Deuterium can replace protium in water molecules to form heavy water (2H2O), which is about 10.6% denser than normal water (so that ice made from it sinks in normal water). Heavy water is slightly toxic in eukaryotic animals, with 25% substitution of the body water causing cell division problems and sterility, and 50% substitution causing death by cytotoxic syndrome (bone marrow failure and gastrointestinal lining failure). Prokaryotic organisms, however, can survive and grow in pure heavy water, though they develop slowly.[22] Despite this toxicity, consumption of heavy water under normal circumstances does not pose a health threat to humans. It is estimated that a 70 kg (154 lb) person might drink 4.8 litres (1.3 US gal) of heavy water without serious consequences.[23] Small doses of heavy water (a few grams in humans, containing an amount of deuterium comparable to that normally present in the body) are routinely used as harmless metabolic tracers in humans and animals.

Quantum properties

The deuteron has spin +1 ("triplet state") and is thus a boson. The NMR frequency of deuterium is significantly different from common light hydrogen. Infrared spectroscopy also easily differentiates many deuterated compounds, due to the large difference in IR absorption frequency seen in the vibration of a chemical bond containing deuterium, versus light hydrogen. The two stable isotopes of hydrogen can also be distinguished by using mass spectrometry.

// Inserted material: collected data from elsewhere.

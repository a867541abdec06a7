//! Student's-t confidence interval for a sample mean

use crate::error::{Error, Result};
use statrs::distribution::{ContinuousCDF, StudentsT};
use statrs::statistics::Statistics;
use std::fmt;

/// A two-sided confidence interval with lower and upper bounds
#[derive(Debug, Clone, Copy, PartialEq)]
pub struct ConfidenceInterval {
    /// Lower bound of the interval
    pub lower: f64,
    /// Upper bound of the interval
    pub upper: f64,
    /// The point estimate (center of the interval)
    pub estimate: f64,
    /// Confidence level (e.g., 0.95 for 95% CI)
    pub confidence_level: f64,
}

impl ConfidenceInterval {
    /// Width of the confidence interval
    pub fn width(&self) -> f64 {
        self.upper - self.lower
    }

    /// Margin of error (half-width)
    pub fn margin_of_error(&self) -> f64 {
        self.width() / 2.0
    }

    /// Check if a value is contained in the interval
    pub fn contains(&self, value: f64) -> bool {
        value >= self.lower && value <= self.upper
    }
}

impl fmt::Display for ConfidenceInterval {
    fn fmt(&self, f: &mut fmt::Formatter<'_>) -> fmt::Result {
        write!(
            f,
            "{:.1}% CI: [{}, {}], estimate: {}",
            self.confidence_level * 100.0,
            self.lower,
            self.upper,
            self.estimate
        )
    }
}

/// Two-sided confidence interval for the mean of `data`.
///
/// Uses the Student's-t critical value with n - 1 degrees of freedom at
/// cumulative probability (1 + confidence) / 2, and the standard error of
/// the mean (sample standard deviation with Bessel's correction over
/// sqrt(n)). A zero-variance sample yields a degenerate interval with
/// `lower == upper`.
///
/// Requires n >= 2 and confidence in (0, 1).
pub fn confidence_interval(data: &[f64], confidence: f64) -> Result<ConfidenceInterval> {
    if !(confidence > 0.0 && confidence < 1.0) {
        return Err(Error::InvalidConfidenceLevel(confidence));
    }
    let n = data.len();
    if n < 2 {
        return Err(Error::InsufficientData {
            expected: 2,
            actual: n,
        });
    }
    if data.iter().any(|x| !x.is_finite()) {
        return Err(Error::non_finite());
    }

    let mean = data.iter().mean();
    let std_err = data.iter().std_dev() / (n as f64).sqrt();

    let df = (n - 1) as f64;
    let t_dist = StudentsT::new(0.0, 1.0, df)
        .map_err(|e| Error::Computation(format!("failed to create t-distribution: {e}")))?;
    let critical_value = t_dist.inverse_cdf((1.0 + confidence) / 2.0);

    let margin = critical_value * std_err;
    Ok(ConfidenceInterval {
        lower: mean - margin,
        upper: mean + margin,
        estimate: mean,
        confidence_level: confidence,
    })
}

The triplet deuteron nucleon is barely bound at EB = 2.23 MeV, and none of the higher energy states are bound. The singlet deuteron is a virtual state, with a negative binding energy of ~60 keV. There is no such stable particle, but this virtual particle transiently exists during neutron–proton inelastic scattering, accounting for the unusually large neutron scattering cross-section of the proton.[24]

Nuclear properties (deuteron)

Deuteron mass and radius

The nucleus of deuterium is called a deuteron. It has a mass of 2.013553212544(15) Da[25] (just over 1.875 GeV/c2[26]).

The charge radius of the deuteron is 2.12778(27)×10−15 m.[27]

Like the proton radius, measurements using muonic deuterium produce a smaller result: 2.12562(78) fm.[28]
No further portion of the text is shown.